Wednesday, February 25, 2015

Weather Permitting.



Weather Permitting
by james bezerra

She has been mailing you postcards from every city she visits. She writes to you on postcards so as to deprive you of the choice of opening an envelope or not. Her postcard from Rome said: I’ve drunk too much wine and I hope you forgive me for being angry with you those times you drank too much wine. Her postcard from Sarajevo said: I know that you wish we’d fought less and now I wish we had fought less too. Her postcard from Bangkok had only a crude and racist drawing of an Asian couple having sex. Her postcard from Uttar Pradesh said: There was supposed to be a second Taj Mahal. It was supposed to be made of black marble and built across the river. It was never built though. This one they did build seems to turns yellow at dusk.
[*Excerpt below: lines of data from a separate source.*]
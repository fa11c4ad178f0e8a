// src/error.rs
//! Unified error handling for biostream-core
//!
//! Every public operation either succeeds or fails with exactly one
//! [`BoardError`] kind. Each kind maps onto a stable [`StatusCode`] so that a
//! binding layer can branch on the numeric value without parsing messages.
//! Component-local errors ([`TransportError`], [`DecodeError`],
//! [`ConfigError`]) convert into `BoardError` at the session boundary.

use crate::config::ConfigError;
use crate::hal::{DecodeError, TransportError};
use serde::{Deserialize, Serialize};
use std::fmt;
use thiserror::Error;

/// Numeric status returned across the binding boundary.
///
/// Zero means success; every other value identifies one error kind.
#[repr(i32)]
#[derive(Debug, Clone, Copy, PartialEq, Eq, Hash, Serialize, Deserialize)]
pub enum StatusCode {
    Ok = 0,
    UnsupportedBoard = 1,
    InvalidState = 2,
    Connection = 3,
    Timeout = 4,
    Io = 5,
    Decode = 6,
    Allocation = 7,
    InvalidArguments = 8,
    Config = 9,
}

impl StatusCode {
    const ALL: [StatusCode; 10] = [
        StatusCode::Ok,
        StatusCode::UnsupportedBoard,
        StatusCode::InvalidState,
        StatusCode::Connection,
        StatusCode::Timeout,
        StatusCode::Io,
        StatusCode::Decode,
        StatusCode::Allocation,
        StatusCode::InvalidArguments,
        StatusCode::Config,
    ];

    /// Raw value handed to callers
    pub const fn as_i32(self) -> i32 {
        self as i32
    }

    /// Look up a status code by its raw value
    pub fn from_i32(value: i32) -> Option<Self> {
        Self::ALL.iter().copied().find(|code| code.as_i32() == value)
    }

    /// Symbolic name, as a binding would print it next to the numeric code
    pub const fn name(self) -> &'static str {
        match self {
            StatusCode::Ok => "STATUS_OK",
            StatusCode::UnsupportedBoard => "UNSUPPORTED_BOARD_ERROR",
            StatusCode::InvalidState => "INVALID_STATE_ERROR",
            StatusCode::Connection => "CONNECTION_ERROR",
            StatusCode::Timeout => "TIMEOUT_ERROR",
            StatusCode::Io => "IO_ERROR",
            StatusCode::Decode => "DECODE_ERROR",
            StatusCode::Allocation => "ALLOCATION_ERROR",
            StatusCode::InvalidArguments => "INVALID_ARGUMENTS_ERROR",
            StatusCode::Config => "CONFIG_ERROR",
        }
    }

    pub const fn is_ok(self) -> bool {
        matches!(self, StatusCode::Ok)
    }
}

impl fmt::Display for StatusCode {
    fn fmt(&self, f: &mut fmt::Formatter<'_>) -> fmt::Result {
        write!(f, "{}:{}", self.name(), self.as_i32())
    }
}

/// Unified error type for the acquisition engine
#[derive(Debug, Error)]
pub enum BoardError {
    /// The board id is not in the descriptor table
    #[error("unsupported board id {board_id}")]
    UnsupportedBoard { board_id: i32 },

    /// The operation is not valid for the current lifecycle state
    #[error("{operation} rejected: {reason}")]
    InvalidState {
        operation: &'static str,
        reason: String,
    },

    /// The transport could not be opened
    #[error("unable to open connection '{connection}': {reason}")]
    Connection { connection: String, reason: String },

    /// A bounded wait expired
    #[error("{operation} timed out after {timeout_ms} ms")]
    Timeout {
        operation: &'static str,
        timeout_ms: u64,
    },

    /// Transport level i/o failure
    #[error("transport i/o error: {0}")]
    Io(#[source] std::io::Error),

    /// A raw frame could not be decoded
    #[error(transparent)]
    Decode(#[from] DecodeError),

    /// The sample buffer could not be sized or reserved
    #[error("unable to allocate a buffer for {requested} samples: {reason}")]
    Allocation { requested: usize, reason: String },

    /// A caller supplied argument is out of range
    #[error("invalid argument: {0}")]
    InvalidArguments(String),

    /// Configuration could not be loaded or failed validation
    #[error(transparent)]
    Config(#[from] ConfigError),
}

impl BoardError {
    /// Status code reported across the binding boundary
    pub fn status_code(&self) -> StatusCode {
        match self {
            BoardError::UnsupportedBoard { .. } => StatusCode::UnsupportedBoard,
            BoardError::InvalidState { .. } => StatusCode::InvalidState,
            BoardError::Connection { .. } => StatusCode::Connection,
            BoardError::Timeout { .. } => StatusCode::Timeout,
            BoardError::Io(_) => StatusCode::Io,
            BoardError::Decode(_) => StatusCode::Decode,
            BoardError::Allocation { .. } => StatusCode::Allocation,
            BoardError::InvalidArguments(_) => StatusCode::InvalidArguments,
            BoardError::Config(_) => StatusCode::Config,
        }
    }

    pub(crate) fn invalid_state(operation: &'static str, reason: impl Into<String>) -> Self {
        BoardError::InvalidState {
            operation,
            reason: reason.into(),
        }
    }
}

impl From<TransportError> for BoardError {
    fn from(err: TransportError) -> Self {
        match err {
            TransportError::Connection { connection, reason } => {
                BoardError::Connection { connection, reason }
            }
            TransportError::Timeout { timeout_ms } => BoardError::Timeout {
                operation: "read_frame",
                timeout_ms,
            },
            TransportError::Io(err) => BoardError::Io(err),
            TransportError::NotOpen => {
                BoardError::invalid_state("transport operation", "transport is not open")
            }
        }
    }
}

/// Result type alias for engine operations
pub type BoardResult<T> = Result<T, BoardError>;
Her postcard from Pyongyang had nothing written on it at all and there was no stamp. Her postcard from Manilla said: On the beach I wrote a song called ‘Heartbreak is a Pre-existing Condition’ and I played it on my ukulele until people came by and asked me to stop. I don’t think any of them even spoke English. Her postcard from Montevideo said: A man I met at the Museo Historico Nacional told me that there never was such a dinosaur as the Brontosaurus. For some reason this made me cry. The man wanted to run his hand up under my skirt and I let him because it made me feel less sad about the Brontosaurus. I don’t think the crying really had anything to do with the Brontosaurus though. Her postcard from Havana said: From here I can imagine that I can almost see the continent you’re on and it makes me feel lonely. Her postcard from Reykjavik said: The population here is so small that they all have an app on their phones that they all check before fucking that tells them how closely related they are. Her postcard from Oslo said: You told me once that you liked it when I wore knee-high socks and after that I never wore them again. I don’t know why I did that. I think it was because it made me so embarrassed about my legs to know that you were looking at them, even though I liked it. Her postcard from Barcelona said: There is a church here like nothing I have ever seen before, like a petrified forest melting. If you ever want to find me, I will be here on Saturday afternoons, weather permitting.